Mas há outros indicadores relevantes para avaliar a qualidade do sono, que foram utilizados na pesquisa. Foram eles, além da duração do sono em horas: frequência das queixas de insônia, privação do sono (a discrepância entre as horas de sono dormidas e as necessárias para se recuperar) e sonolência diurna. Os pesquisadores avaliaram que tem problemas de sono o indivíduo que afirma resultados ruins em duas das quatro categorias.

É aí que se mostra a diferença social da qualidade do sono. Aqueles que vivem em bairros segregados têm maior prevalência de sono de curta duração: são 53,7%, ante os 49,6% entre o total de entrevistados. A desigualdade também é racial, pois entre os pretos, são 58,6% os que dormem menos de 6 horas. Os moradores de bairros com piores indicadores sociais também têm mais privação de sono (53,9% ante 41,1% nos bairros mais ricos) e sonolência diurna (48,3%, enquanto 40,6% dos mais abastados).

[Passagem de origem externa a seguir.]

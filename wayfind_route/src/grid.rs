// Dense 3D cost grid: the authoritative static map.
//
// Each cell holds one raw integer that classifies as a waypoint id
// (0 <= v < sentinel), a corridor with crossing cost |v| (v < 0), or an
// impassable region (v == sentinel). Cells are stored classified in a flat
// `Vec<Cell>` indexed by `x + y * size_x + z * size_x * size_y`.
//
// Construction validates the whole map up front: ragged input, values above
// the sentinel, and waypoint ids that occur twice are all rejected, so every
// later stage can trust the id -> coordinate table. Out-of-bounds reads
// return `None`, which the graph builder treats as the end of a ray rather
// than an error.
//
// See also: `nav.rs` for the ray-march that turns this grid into a graph,
// `config.rs` for the JSON shape (`cells[x][y][z]`) the grid is read from.

use crate::error::GridError;
use crate::types::{GridCoord, WaypointId};
use std::collections::BTreeMap;

/// Default impassable sentinel. Chosen to exceed any real cost or id.
pub const IMPASSABLE: i32 = 1000;

/// Classified contents of one grid cell.
#[derive(Clone, Copy, Debug, PartialEq, Eq)]
pub enum Cell {
    Waypoint(WaypointId),
    /// Traversable space; the payload is the cost of crossing this one cell.
    Corridor(u32),
    Impassable,
}

impl Cell {
    /// Classify a raw cell value against `sentinel`. Returns `None` for
    /// values above the sentinel, which no valid map contains.
    pub fn classify(value: i32, sentinel: i32) -> Option<Cell> {
        if value < 0 {
            Some(Cell::Corridor(value.unsigned_abs()))
        } else if value < sentinel {
            Some(Cell::Waypoint(WaypointId(value as u32)))
        } else if value == sentinel {
            Some(Cell::Impassable)
        } else {
            None
        }
    }
}

/// Validated 3D route grid.
#[derive(Clone, Debug)]
pub struct RouteGrid {
    /// Flat storage: index = x + y * size_x + z * size_x * size_y.
    cells: Vec<Cell>,
    /// Every waypoint in the grid, keyed by id.
    waypoints: BTreeMap<WaypointId, GridCoord>,
    impassable: i32,
    pub size_x: u32,
    pub size_y: u32,
    pub size_z: u32,
}

impl RouteGrid {
    /// Build a grid from raw values laid out as `columns[x][y][z]`.
    ///
    /// The shape is taken from `columns[0][0]`; every other column must
    /// match it exactly.
    pub fn from_columns(columns: &[Vec<Vec<i32>>], impassable: i32) -> Result<Self, GridError> {
        let size_x = columns.len();
        let size_y = columns.first().map_or(0, |plane| plane.len());
        let size_z = columns
            .first()
            .and_then(|plane| plane.first())
            .map_or(0, |col| col.len());
        if size_x == 0 || size_y == 0 || size_z == 0 {
            return Err(GridError::EmptyGrid);
        }

        let mut cells = vec![Cell::Impassable; size_x * size_y * size_z];
        let mut waypoints: BTreeMap<WaypointId, GridCoord> = BTreeMap::new();

        for (x, plane) in columns.iter().enumerate() {
            if plane.len() != size_y {
                return Err(GridError::RaggedGrid {
                    x,
                    y: plane.len().min(size_y),
                });
            }
            for (y, column) in plane.iter().enumerate() {
                if column.len() != size_z {
                    return Err(GridError::RaggedGrid { x, y });
                }
                for (z, &value) in column.iter().enumerate() {
                    let coord = GridCoord::new(x as i32, y as i32, z as i32);
                    let cell = Cell::classify(value, impassable)
                        .ok_or(GridError::ValueAboveSentinel { value, coord })?;
                    if let Cell::Waypoint(id) = cell {
                        if let Some(&first) = waypoints.get(&id) {
                            return Err(GridError::DuplicateWaypoint {
                                id,
                                first,
                                second: coord,
                            });
                        }
                        waypoints.insert(id, coord);
                    }
                    cells[x + y * size_x + z * size_x * size_y] = cell;
                }
            }
        }

        Ok(Self {
            cells,
            waypoints,
            impassable,
            size_x: size_x as u32,
            size_y: size_y as u32,
            size_z: size_z as u32,
        })
    }

    /// Check whether a coordinate is within bounds.
    pub fn in_bounds(&self, coord: GridCoord) -> bool {
        coord.x >= 0
            && coord.y >= 0
            && coord.z >= 0
            && (coord.x as u32) < self.size_x
            && (coord.y as u32) < self.size_y
            && (coord.z as u32) < self.size_z
    }

    fn index(&self, coord: GridCoord) -> Option<usize> {
        if self.in_bounds(coord) {
            let sx = self.size_x as usize;
            let sy = self.size_y as usize;
            Some(coord.x as usize + coord.y as usize * sx + coord.z as usize * sx * sy)
        } else {
            None
        }
    }

    /// Read a cell. Returns `None` for out-of-bounds coordinates.
    pub fn get(&self, coord: GridCoord) -> Option<Cell> {
        self.index(coord).map(|i| self.cells[i])
    }

    /// The sentinel value this grid was classified against.
    pub fn impassable(&self) -> i32 {
        self.impassable
    }

    /// Coordinate of a waypoint, if it exists in this grid.
    pub fn waypoint_position(&self, id: WaypointId) -> Option<GridCoord> {
        self.waypoints.get(&id).copied()
    }

    /// All waypoints with their coordinates, in ascending id order.
    pub fn waypoints(&self) -> impl Iterator<Item = (WaypointId, GridCoord)> + '_ {
        self.waypoints.iter().map(|(&id, &pos)| (id, pos))
    }

    pub fn waypoint_count(&self) -> usize {
        self.waypoints.len()
    }
}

Embora não fosse o objetivo do estudo, os pesquisadores elencam alguns dos motivos para a desigualdade. O ambiente social é um deles: “o medo do crime e violência pode aumentar a ansiedade ou outros aspectos psicológicos, tendo potencial de levar à desregulação do sistema nervoso simpático, levar à hiperexcitação e vigilância e reduzir o tempo disponível para dormir”.

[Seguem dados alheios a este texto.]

//! `tinygrep`: the CLI front end over the tinygrep regular-expression
//! engine. Thin by design — parsing the pattern and matching lines both
//! live in the `tinygrep-parser`/`tinygrep-engine` crates; this binary is
//! only argument handling, I/O, and error presentation.

mod cli;
mod diagnostics;
mod error;
mod search;

use std::io::{self, IsTerminal};
use std::process::ExitCode;

use clap::Parser;

use cli::Cli;
use error::CliError;
use search::Source;

/// Exit codes: 0 = match found, 1 = ran fine but no match, 2 = usage error
/// or pattern error.
const EXIT_MATCH: u8 = 0;
const EXIT_NO_MATCH: u8 = 1;
const EXIT_ERROR: u8 = 2;

fn main() -> ExitCode {
    let cli = Cli::parse();

    let root = match tinygrep_parser::parse(&cli.pattern) {
        Ok(root) => root,
        Err(err) => {
            let colored = io::stderr().is_terminal();
            eprint!(
                "{}",
                diagnostics::render_parse_error(&err, &cli.pattern, colored)
            );
            return ExitCode::from(EXIT_ERROR);
        }
    };

    let source = match Source::classify(cli.paths, cli.recursive) {
        Ok(source) => source,
        Err(err) => return report_cli_error(&err),
    };

    let mut stdout = io::stdout().lock();
    match search::run(&root, source, cli.debug, &mut stdout) {
        Ok(true) => ExitCode::from(EXIT_MATCH),
        Ok(false) => ExitCode::from(EXIT_NO_MATCH),
        Err(err) => report_cli_error(&err),
    }
}

fn report_cli_error(err: &CliError) -> ExitCode {
    eprintln!("error: {err}");
    ExitCode::from(EXIT_ERROR)
}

O ambiente físico onde vivem os cidadãos também influencia, enquanto “englobador da arquitetura e do planejamento da cidade como a conectividade das ruas, calçadas, áreas residenciais e comerciais, disponibilidade de alimentos saudáveis e espaços sociais”. Ele afeta a mobilidade urbana, a prática de atividade física e a coesão social – fatores importantes para melhorar o sono.

O estudo reforça a necessidade de pensar a reforma urbana das cidades para a diminuição da iniquidade urbana, tema sensível em época de campanha de eleições municipais. “Políticas públicas de saúde poderiam prover recursos para melhorar a saúde do sono nas populações mais vulneráveis, melhorar as condições ambientais de moradia, além de reduzirem as desigualdades socioeconômicas que são tão evidentes no Brasil”.